Étant incapables de vivre sous toute cette pression, de nombreux enfants finissaient par s'ôter la vie collectivement, espérant qu'une meilleure vie les attende de l'autre côté. Rien ne pouvait être pire que ce qu'ils vivaient dans l'armée. Pour que les autres soldats n'aient pas vent de telles histoires, les généraux se dépêchaient de se débarrasser des corps, comme s'ils étaient que de vulgaires déchets. Personne n'avait droit à de grandes cérémonies ou d'émouvantes funérailles. Ceux qui n'avaient pas le courage de se suicider trouvaient un certain réconfort dans les stupéfiants de contrebande, la vente de drogues étant interdite au pays. Seule une drogue dénommée « Rain » pouvait être vendue. Pour les autres narcotiques, dont l'opium et l'ecstasy, les gens devaient s'en procurer auprès des commerçants chinois qui longeaient la côte ouest du pays.

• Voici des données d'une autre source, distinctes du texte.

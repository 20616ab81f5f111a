//! Streaming CSV decoder.
//!
//! Bytes are buffered until the last newline that sits outside a quoted field;
//! everything before it is a run of complete records and is handed to the
//! `csv` crate in one go. The boundary scan follows the same field states as
//! the `csv` parser: a `"` opens a quoted field only at the start of a field,
//! and is a literal character anywhere else in an unquoted one. Scan state is
//! carried across pushes so a record split over many chunks is scanned once.

use csv::{ByteRecord, ReaderBuilder};
use tranfi_core::dag::CsvDecodeArgs;
use tranfi_core::error::RowError;
use tranfi_core::row::Row;
use tranfi_core::value::Value;

use crate::codec::Decoder;
use crate::error::Result;

const OP: &str = "codec.csv.decode";

#[derive(Debug, Clone, Copy, PartialEq, Eq)]
enum Scan {
    FieldStart,
    Unquoted,
    Quoted,
    /// A `"` inside a quoted field: either an escaped quote or the closing one.
    QuoteInQuoted,
}

pub struct CsvDecoder {
    args: CsvDecodeArgs,
    pending: Vec<u8>,
    scanned: usize,
    scan: Scan,
    header: Option<Vec<String>>,
    records: u64,
    at_start: bool,
}

impl CsvDecoder {
    pub fn new(args: CsvDecodeArgs) -> Self {
        Self {
            args,
            pending: Vec::new(),
            scanned: 0,
            scan: Scan::FieldStart,
            header: None,
            records: 0,
            at_start: true,
        }
    }

    /// Length of the prefix of `pending` made of complete records.
    fn complete_prefix(&mut self) -> usize {
        let delimiter = self.args.delimiter as u8;
        let mut cut = 0;
        let mut scan = self.scan;
        for (i, &b) in self.pending.iter().enumerate().skip(self.scanned) {
            scan = match (scan, b) {
                (Scan::Quoted, b'"') => Scan::QuoteInQuoted,
                (Scan::Quoted, _) => Scan::Quoted,
                (Scan::QuoteInQuoted, b'"') => Scan::Quoted,
                (Scan::FieldStart, b'"') => Scan::Quoted,
                (_, b'\n') => {
                    cut = i + 1;
                    Scan::FieldStart
                }
                (_, b'\r') => Scan::FieldStart,
                (_, b) if b == delimiter => Scan::FieldStart,
                _ => Scan::Unquoted,
            };
        }
        self.scan = scan;
        self.scanned = self.pending.len();
        cut
    }

    fn decode(&mut self, bytes: &[u8], out: &mut Vec<Row>, errors: &mut Vec<RowError>) -> Result<()> {
        let mut reader = ReaderBuilder::new()
            .has_headers(false)
            .flexible(true)
            .delimiter(self.args.delimiter as u8)
            .from_reader(bytes);
        let mut record = ByteRecord::new();
        while reader.read_byte_record(&mut record)? {
            if is_blank(&record) {
                continue;
            }
            let fields: Vec<String> = record
                .iter()
                .map(|f| String::from_utf8_lossy(f).into_owned())
                .collect();

            if self.header.is_none() {
                if self.args.header {
                    self.header = Some(fields);
                    continue;
                }
                self.header = Some((1..=fields.len()).map(|i| format!("col{i}")).collect());
            }
            self.emit(fields, out, errors);
        }
        Ok(())
    }

    fn emit(&mut self, mut fields: Vec<String>, out: &mut Vec<Row>, errors: &mut Vec<RowError>) {
        self.records += 1;
        let Some(header) = self.header.as_ref() else {
            return;
        };
        let width = header.len();
        if fields.len() != width {
            if !self.args.repair {
                errors.push(
                    RowError::new(
                        OP,
                        format!("expected {} fields, got {}", width, fields.len()),
                    )
                    .at_row(self.records),
                );
                return;
            }
            #[cfg(feature = "tracing")]
            tracing::trace!(row = self.records, got = fields.len(), width, "repaired csv row");
            fields.resize(width, String::new());
        }
        let mut row = Row::with_capacity(width);
        for (name, field) in header.iter().zip(fields) {
            row.push(name.clone(), Value::infer(&field));
        }
        out.push(row);
    }
}

fn is_blank(record: &ByteRecord) -> bool {
    record.len() == 0 || (record.len() == 1 && record[0].is_empty())
}

impl Decoder for CsvDecoder {
    fn name(&self) -> &'static str {
        OP
    }

    fn push(&mut self, bytes: &[u8], out: &mut Vec<Row>, errors: &mut Vec<RowError>) -> Result<()> {
        let mut bytes = bytes;
        if self.at_start && !bytes.is_empty() {
            self.at_start = false;
            bytes = bytes.strip_prefix(b"\xEF\xBB\xBF").unwrap_or(bytes);
        }
        self.pending.extend_from_slice(bytes);
        let cut = self.complete_prefix();
        if cut == 0 {
            return Ok(());
        }
        let chunk: Vec<u8> = self.pending.drain(..cut).collect();
        self.scanned -= cut;
        self.decode(&chunk, out, errors)
    }

    fn flush(&mut self, out: &mut Vec<Row>, errors: &mut Vec<RowError>) -> Result<()> {
        if self.pending.is_empty() {
            return Ok(());
        }
        let chunk = std::mem::take(&mut self.pending);
        self.scanned = 0;
        self.scan = Scan::FieldStart;
        self.decode(&chunk, out, errors)
    }

    fn batch_size(&self) -> Option<usize> {
        self.args.batch_size
    }
}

Pour ces apprentis soldats, la notion de futur était quasi-inexistante. Ils ignoraient pourquoi ils se battaient, et ne comprenaient pas les idéaux que leurs supérieurs essayaient de leur inculquer. Aucun d'entre eux ne pouvait se coucher le soir avec la certitude qu'il se réveillerait le lendemain. Peut-être, selon eux, serait-il préférable qu'ils ne se réveillent point, puisqu'ils n'avaient pas du tout envie de retourner sur le champ de bataille pour massacrer des jeunes adolescents qui étaient comme eux. Bien que drainés de tous leurs sentiments humains, ils étaient incapables de se départir de leur bon sens ainsi que de la compassion qu'ils éprouvaient à l'égard des autres.

La situation du Japon était des plus déplorables. Ainsi, autant que ses habitants méprisaient au plus haut point les « Gaijins (2) » auparavant, autant, maintenant, ils n'hésitaient pas à s'entre-tuer plutôt que d'essayer de trouver un terrain d'entente. Plus personne ne souhaitait leur venir en aide, même les pays qui furent, auparavant, des alliés. Les dirigeants politiques avaient d'autres préoccupations que celle de venir en aide à un pays dont les habitants s'entretuaient.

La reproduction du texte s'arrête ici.